Leggo sull’edizione on line di Trentino Quotidiano, che domani a Rovereto, nei pressi del Mart, qualcuno inforcherà gli sci per esibirsi in temerarie acrobazie su una pista ammantata di neve di plastica. Non neve artificiale, ma neve di plastica, il candido materiale si chiama infatti “neveplast”. Non so cosa sia e non lo voglio nemmeno sapere. La neve, di plastica, in città. Mentre in montagna la neve naturale, quest’anno sembra avara.

Mi chiedo che idea di Trentino, e di territorio, ci sia dietro queste cose? Quale incubo o delirio o calcolo  può indurre qualcuno (con la benedizione dalle istituzioni, come si capisce dall’immagine pubblicata sul quotidiano di oggi) a pensare che ovunque si possa fare tutto e il contrario di tutto, al di la del contesto. E contro il contesto. La montagna in città. E la città in montagna: penso ai Suoni delle Dolomiti, ai grandi concerti da stadio che durante l’estate, da una decina d’anni a questa parte, infrangono e  inquinano il silenzio delle vette trentine. Penso alla recente apertura di un McDonald’s giusto all’altezza della “porta meridionale del Trentino” (espressione usata nei giorni scorsi dal neo assessore all’Agricoltura e al Turismo Michele Dallapiccola, per rappresentare la Vallagarina), di quel Trentino che cerca di accreditarsi come paradiso del Km0, della filiera corta, della casetta di Heidi, dei mille marchi eco-bio-friendly-sostenibili e tutto il resto. E’ la strana e aberrante ideologia del tutto e del contrario di tutto. Che, alla fine, temo non porti da nessuna parte.
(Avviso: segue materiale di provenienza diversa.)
use async_trait::async_trait;
use serde::{Deserialize, Serialize};
use std::sync::Arc;
use tradedesk_core::{ConnectionState, Order, Position, Quantity, Quote, SyncEvent, TradeType};

use crate::error::TransportResult;

/// Receiver of raw events pushed by a transport
///
/// `deliver` is called synchronously, once per event, in arrival order.
pub trait EventSink: Send + Sync {
    fn deliver(&self, event: SyncEvent);
}

impl<F> EventSink for F
where
    F: Fn(SyncEvent) + Send + Sync,
{
    fn deliver(&self, event: SyncEvent) {
        self(event)
    }
}

/// Backend acknowledgement of a one-shot command
#[derive(Debug, Clone, PartialEq, Eq, Serialize, Deserialize)]
pub struct CommandAck {
    pub success: bool,
    pub message: String,
    /// Id of the affected order when the command created or touched one
    #[serde(default, skip_serializing_if = "Option::is_none")]
    pub order_id: Option<String>,
}

impl CommandAck {
    pub fn ok(message: impl Into<String>) -> Self {
        Self {
            success: true,
            message: message.into(),
            order_id: None,
        }
    }

    pub fn rejected(message: impl Into<String>) -> Self {
        Self {
            success: false,
            message: message.into(),
            order_id: None,
        }
    }

    pub fn with_order_id(mut self, order_id: impl Into<String>) -> Self {
        self.order_id = Some(order_id.into());
        self
    }
}

/// The transport collaborator: carries events in and commands out
///
/// The wire technology (socket, long-poll, IPC channel) is the implementor's
/// business. Lifecycle and commands may suspend; snapshot getters are
/// synchronous reads of whatever the transport last saw, used to hydrate
/// projections before the first event arrives.
#[async_trait]
pub trait Transport: Send + Sync {
    /// Begin pushing events into `sink`. Idempotent while started.
    async fn start(&self, sink: Arc<dyn EventSink>) -> TransportResult<()>;

    /// Stop pushing events and release the underlying connection
    fn stop(&self);

    async fn connect(&self) -> TransportResult<()>;

    async fn disconnect(&self) -> TransportResult<()>;

    async fn reconnect(&self) -> TransportResult<()>;

    /// Force a resync pass; the backend re-emits authoritative state as events
    async fn refresh(&self) -> TransportResult<()>;

    fn market_data(&self) -> Vec<Quote>;

    fn positions(&self) -> Vec<Position>;

    fn orders(&self) -> Vec<Order>;

    fn connection_status(&self) -> ConnectionState;

    async fn place_quick_order(
        &self,
        symbol: &str,
        action: TradeType,
        quantity: Quantity,
    ) -> TransportResult<CommandAck>;

    async fn cancel_order(&self, order_id: &str) -> TransportResult<CommandAck>;

    async fn close_position(&self, symbol: &str) -> TransportResult<CommandAck>;

    async fn start_trading(&self) -> TransportResult<CommandAck>;

    async fn stop_trading(&self) -> TransportResult<CommandAck>;

    async fn emergency_stop(&self) -> TransportResult<CommandAck>;
}
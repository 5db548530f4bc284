//! Runner configuration
//!
//! One JSON file carries the gateway and sync sections plus the run's own
//! settings. Every field has a default, so `{}` is a valid file.

use crate::error::{Error, Result};
use rust_decimal::Decimal;
use rust_decimal_macros::dec;
use serde::{Deserialize, Serialize};
use std::path::Path;
use std::time::Duration;
use tradedesk_core::TradeType;
use tradedesk_gateway::GatewayConfig;
use tradedesk_sync::SyncConfig;

/// Quick order placed once the first snapshot has been logged
#[derive(Debug, Clone, PartialEq, Serialize, Deserialize)]
pub struct SampleOrder {
    pub symbol: String,
    pub action: TradeType,
    pub quantity: Decimal,
}

#[derive(Debug, Clone, Serialize, Deserialize)]
#[serde(default)]
pub struct RunConfig {
    pub gateway: GatewayConfig,
    pub sync: SyncConfig,
    /// Total run time
    pub duration_ms: u64,
    /// How often the dashboard snapshot is logged
    pub snapshot_interval_ms: u64,
    pub sample_order: Option<SampleOrder>,
}

impl Default for RunConfig {
    fn default() -> Self {
        Self {
            gateway: GatewayConfig::default(),
            sync: SyncConfig::default(),
            duration_ms: 5_000,
            snapshot_interval_ms: 1_000,
            sample_order: Some(SampleOrder {
                symbol: "AAPL".to_string(),
                action: TradeType::Buy,
                quantity: dec!(10),
            }),
        }
    }
}

impl RunConfig {
    pub fn from_file<P: AsRef<Path>>(path: P) -> Result<Self> {
        let content = std::fs::read_to_string(path)?;
        Self::from_json(&content)
    }

    pub fn from_json(json: &str) -> Result<Self> {
        let config: RunConfig = serde_json::from_str(json)?;
        config.validate()?;
        Ok(config)
    }

    pub fn validate(&self) -> Result<()> {
        self.gateway
            .validate()
            .map_err(|e| Error::Invalid(e.to_string()))?;
        self.sync
            .validate()
            .map_err(|e| Error::Invalid(e.to_string()))?;
        if self.snapshot_interval_ms == 0 {
            return Err(Error::Invalid(
                "snapshot_interval_ms must be positive".to_string(),
            ));
        }
        if let Some(order) = &self.sample_order {
            if self.gateway.symbol(&order.symbol).is_none() {
                return Err(Error::Invalid(format!(
                    "sample order symbol {} is not simulated",
                    order.symbol
                )));
            }
        }
        Ok(())
    }

    pub fn duration(&self) -> Duration {
        Duration::from_millis(self.duration_ms)
    }

    pub fn snapshot_interval(&self) -> Duration {
        Duration::from_millis(self.snapshot_interval_ms)
    }
}
//! Tradedesk Clock Infrastructure
//!
//! Time sources for latency and uptime measurement:
//!
//! - [`SystemClock`]: wall-clock time for production
//! - [`ManualClock`]: frozen time that moves only on `advance`/`set`, for
//!   deterministic tests
//!
//! ## Usage
//!
//! ```ignore
//! use tradedesk_clock::{ManualClock, Clock};
//! use chrono::Duration;
//!
//! let clock = ManualClock::new(None);
//! let start = clock.now();
//! clock.advance(Duration::seconds(30));
//! assert_eq!(clock.now() - start, Duration::seconds(30));
//! ```

mod manual;
mod system;

pub use manual::ManualClock;
pub use system::SystemClock;

// Re-export the Clock trait for convenience
pub use tradedesk_ports::Clock;
use rust_decimal::Decimal;
use serde::{Deserialize, Serialize};

use super::{OrderStatus, OrderType, TradeType};
use crate::values::{Price, Quantity, Symbol, Timestamp};

/// Backend-assigned order identifier
pub type OrderId = String;

/// Full order snapshot as reported by the backend
#[derive(Debug, Clone, PartialEq, Serialize, Deserialize)]
#[serde(rename_all = "camelCase")]
pub struct Order {
    pub id: OrderId,
    pub symbol: Symbol,
    pub order_type: OrderType,
    pub trade_type: TradeType,
    pub quantity: Quantity,
    pub filled_quantity: Quantity,
    pub pending_quantity: Quantity,
    /// Average fill price, zero until something fills
    pub average_price: Price,
    pub status: OrderStatus,
    pub created_at: Timestamp,
    pub updated_at: Timestamp,
}

impl Order {
    /// Create a new pending order with nothing filled
    pub fn pending(
        id: impl Into<OrderId>,
        symbol: impl Into<Symbol>,
        order_type: OrderType,
        trade_type: TradeType,
        quantity: Quantity,
        timestamp: Timestamp,
    ) -> Self {
        Self {
            id: id.into(),
            symbol: symbol.into(),
            order_type,
            trade_type,
            quantity,
            filled_quantity: Decimal::ZERO,
            pending_quantity: quantity,
            average_price: Decimal::ZERO,
            status: OrderStatus::Pending,
            created_at: timestamp,
            updated_at: timestamp,
        }
    }

    /// Apply a fill, moving to `PartiallyFilled` or `Executed`
    pub fn fill(&mut self, quantity: Quantity, price: Price, timestamp: Timestamp) {
        let fill_qty = quantity.min(self.pending_quantity);
        if fill_qty <= Decimal::ZERO {
            return;
        }

        let filled_cost = self.filled_quantity * self.average_price + fill_qty * price;
        self.filled_quantity += fill_qty;
        self.pending_quantity = self.quantity - self.filled_quantity;
        self.average_price = filled_cost / self.filled_quantity;
        self.status = if self.pending_quantity.is_zero() {
            OrderStatus::Executed
        } else {
            OrderStatus::PartiallyFilled
        };
        self.updated_at = timestamp;
    }

    /// Move to a terminal status without filling
    pub fn finish(&mut self, status: OrderStatus, timestamp: Timestamp) {
        self.status = status;
        self.updated_at = timestamp;
    }

    /// Returns true if the order is completely filled
    pub fn is_filled(&self) -> bool {
        self.filled_quantity >= self.quantity
    }
}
A qualcuno non viene il dubbio che, forse, la destrutturazione di un profilo identitario, e territoriale, passa anche per azioni dalla forte carica simbolica, e violentemente eversivia, come queste?
Di che cosa è figlio questo sovversivismo culturale, fondato sulla non-idea dell’indistinzione e dell’indifferenza, anche rispetto al carico semantico delle parole? Che fa il paio con i vigneti di Pinot Grigio che hanno ricostruito violentemente il profilo della Val d’Adige, violentando e sacrificando le colture tradizionali? Che fa il paio con il TRENTODOC di montagna, che in realtà, al contrario, è un TRENTODOC di mezza collina o di pianura. Solo domande, senza risposta, mentre un treno sta arrivando al mio binario.